Asquith was a lifelong Liberal - the last man to lead a wholly Liberal govt - but found himself dismantling the liberal state in the face of total war. Conscription, press censorship, unprecedented restrictions on personal freedom: all went against the politics he believed in.
Johnson lacks Asquith's intellectual depth, but faces a similar problem. The pandemic is shredding his whole approach to politics: the mockery of the "nanny state", the nose-thumbing at authority, the contempt for rules, and dislike of "do-gooders" who try to tell you what to do.
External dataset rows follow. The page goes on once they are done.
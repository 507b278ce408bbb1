use anyhow::Result;
use url::Url;

pub mod wait;

pub use wait::{wait_for, Cadence};

/// Validate a URL and return normalized version
pub fn validate_and_normalize_url(url: &str) -> Result<String> {
    let parsed = Url::parse(url)
        .map_err(|_| anyhow::anyhow!("Invalid URL format: {}", url))?;

    if !matches!(parsed.scheme(), "http" | "https") {
        anyhow::bail!("URL must use HTTP or HTTPS protocol");
    }

    Ok(parsed.to_string())
}

fn is_video_id(candidate: &str) -> bool {
    candidate.len() == 11
        && candidate
            .chars()
            .all(|c| c.is_ascii_alphanumeric() || c == '-' || c == '_')
}

fn is_youtube_host(host: &str) -> bool {
    let host = host.to_ascii_lowercase();
    host == "youtube.com" || host == "youtu.be" || host.ends_with(".youtube.com")
}

/// Extract a video identifier from a bare id or any common watch URL form
pub fn extract_video_id(input: &str) -> Option<String> {
    let input = input.trim();
    if is_video_id(input) {
        return Some(input.to_string());
    }

    let normalized = validate_and_normalize_url(input).ok()?;
    let url = Url::parse(&normalized).ok()?;
    let host = url.host_str()?;
    if !is_youtube_host(host) {
        return None;
    }

    let candidate = if host.eq_ignore_ascii_case("youtu.be") {
        url.path_segments()?.next().map(str::to_string)
    } else if url.path().starts_with("/watch") {
        url.query_pairs().find(|(k, _)| k == "v").map(|(_, v)| v.into_owned())
    } else {
        let mut segments = url.path_segments()?;
        match (segments.next(), segments.next()) {
            (Some("embed" | "shorts" | "live" | "v"), Some(id)) => Some(id.to_string()),
            _ => None,
        }
    };

    candidate.filter(|id| is_video_id(id))
}

/// Parse a rendered timestamp (`s`, `m:ss` or `h:mm:ss`) into seconds
pub fn parse_timestamp(text: &str) -> Option<f64> {
    let parts: Vec<&str> = text.trim().split(':').collect();
    if parts.is_empty() || parts.len() > 3 {
        return None;
    }

    parts.iter().enumerate().try_fold(0.0, |total, (i, part)| {
        let value = part
            .trim()
            .parse::<f64>()
            .ok()
            .filter(|v| v.is_finite() && *v >= 0.0)?;
        // Only the leading field may exceed a clock position
        if i > 0 && value >= 60.0 {
            return None;
        }
        Some(total * 60.0 + value)
    })
}

/// Format seconds as `m:ss`, or `h:mm:ss` past the hour
pub fn format_timestamp(seconds: f64) -> String {
    let total = seconds.max(0.0) as u64;
    let hours = total / 3600;
    let minutes = (total % 3600) / 60;
    let secs = total % 60;

    if hours > 0 {
        format!("{}:{:02}:{:02}", hours, minutes, secs)
    } else {
        format!("{}:{:02}", minutes, secs)
    }
}

/// Format duration in human-readable format
pub fn format_duration(seconds: f64) -> String {
    let total_seconds = seconds as u64;
    let hours = total_seconds / 3600;
    let minutes = (total_seconds % 3600) / 60;
    let secs = total_seconds % 60;

    if hours > 0 {
        format!("{}h {}m {}s", hours, minutes, secs)
    } else if minutes > 0 {
        format!("{}m {}s", minutes, secs)
    } else {
        format!("{}s", secs)
    }
}

#[cfg(test)]
mod tests {
    use super::*;

    #[test]
    fn test_extract_video_id_variants() {
        let id = Some("dQw4w9WgXcQ".to_string());
        assert_eq!(extract_video_id("dQw4w9WgXcQ"), id);
        assert_eq!(extract_video_id("https://www.youtube.com/watch?v=dQw4w9WgXcQ&t=42"), id);
        assert_eq!(extract_video_id("https://youtu.be/dQw4w9WgXcQ"), id);
        assert_eq!(extract_video_id("https://m.youtube.com/shorts/dQw4w9WgXcQ"), id);
        assert_eq!(extract_video_id("https://www.youtube.com/embed/dQw4w9WgXcQ"), id);
        assert_eq!(extract_video_id("https://example.com/watch?v=dQw4w9WgXcQ"), None);
        assert_eq!(extract_video_id("not an id"), None);
    }

    #[test]
    fn test_parse_timestamp() {
        assert_eq!(parse_timestamp("0:05"), Some(5.0));
        assert_eq!(parse_timestamp("12:34"), Some(754.0));
        assert_eq!(parse_timestamp(" 1:02:03 "), Some(3723.0));
        assert_eq!(parse_timestamp("42"), Some(42.0));
        assert_eq!(parse_timestamp("a:bc"), None);
        assert_eq!(parse_timestamp("1:2:3:4"), None);
    }

    #[test]
    fn test_parse_timestamp_rejects_out_of_range_fields() {
        assert_eq!(parse_timestamp("1:75"), None);
        assert_eq!(parse_timestamp("1:60:00"), None);
        assert_eq!(parse_timestamp("inf"), None);
        assert_eq!(parse_timestamp("NaN"), None);
        assert_eq!(parse_timestamp("90:00"), Some(5400.0));
        assert_eq!(parse_timestamp("1:59.5"), Some(119.5));
    }

    #[test]
    fn test_format_timestamp() {
        assert_eq!(format_timestamp(5.9), "0:05");
        assert_eq!(format_timestamp(754.0), "12:34");
        assert_eq!(format_timestamp(3723.0), "1:02:03");
    }

    #[test]
    fn test_format_duration() {
        assert_eq!(format_duration(30.0), "30s");
        assert_eq!(format_duration(90.0), "1m 30s");
        assert_eq!(format_duration(3661.0), "1h 1m 1s");
    }

    #[test]
    fn test_validate_and_normalize_url() {
        assert!(validate_and_normalize_url("https://example.com").is_ok());
        assert!(validate_and_normalize_url("ftp://example.com").is_err());
        assert!(validate_and_normalize_url("not-a-url").is_err());
    }
}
Temperamentally, Johnson is a sunshine politician, governing when the skies are dark. The struggle to be serious is unravelling his whole political persona: the comic character you josh around with; whose articles shouldn't be taken seriously; who wants you to feel in on the joke
For a politician like Margaret Thatcher, the crises of the 1980s were an opportunity: a chance to put her beliefs into action. The worse things got, the more fervently she believed in her world-view. By contrast, Johnson's crisis, like Asquith's, is dismantling his politics.
Johnson wanted to be Churchill in World War Two. He's ended up as Asquith in World War One: presiding over a crisis that forces him to govern against his political preferences. It's no wonder he's pulling back against the leash.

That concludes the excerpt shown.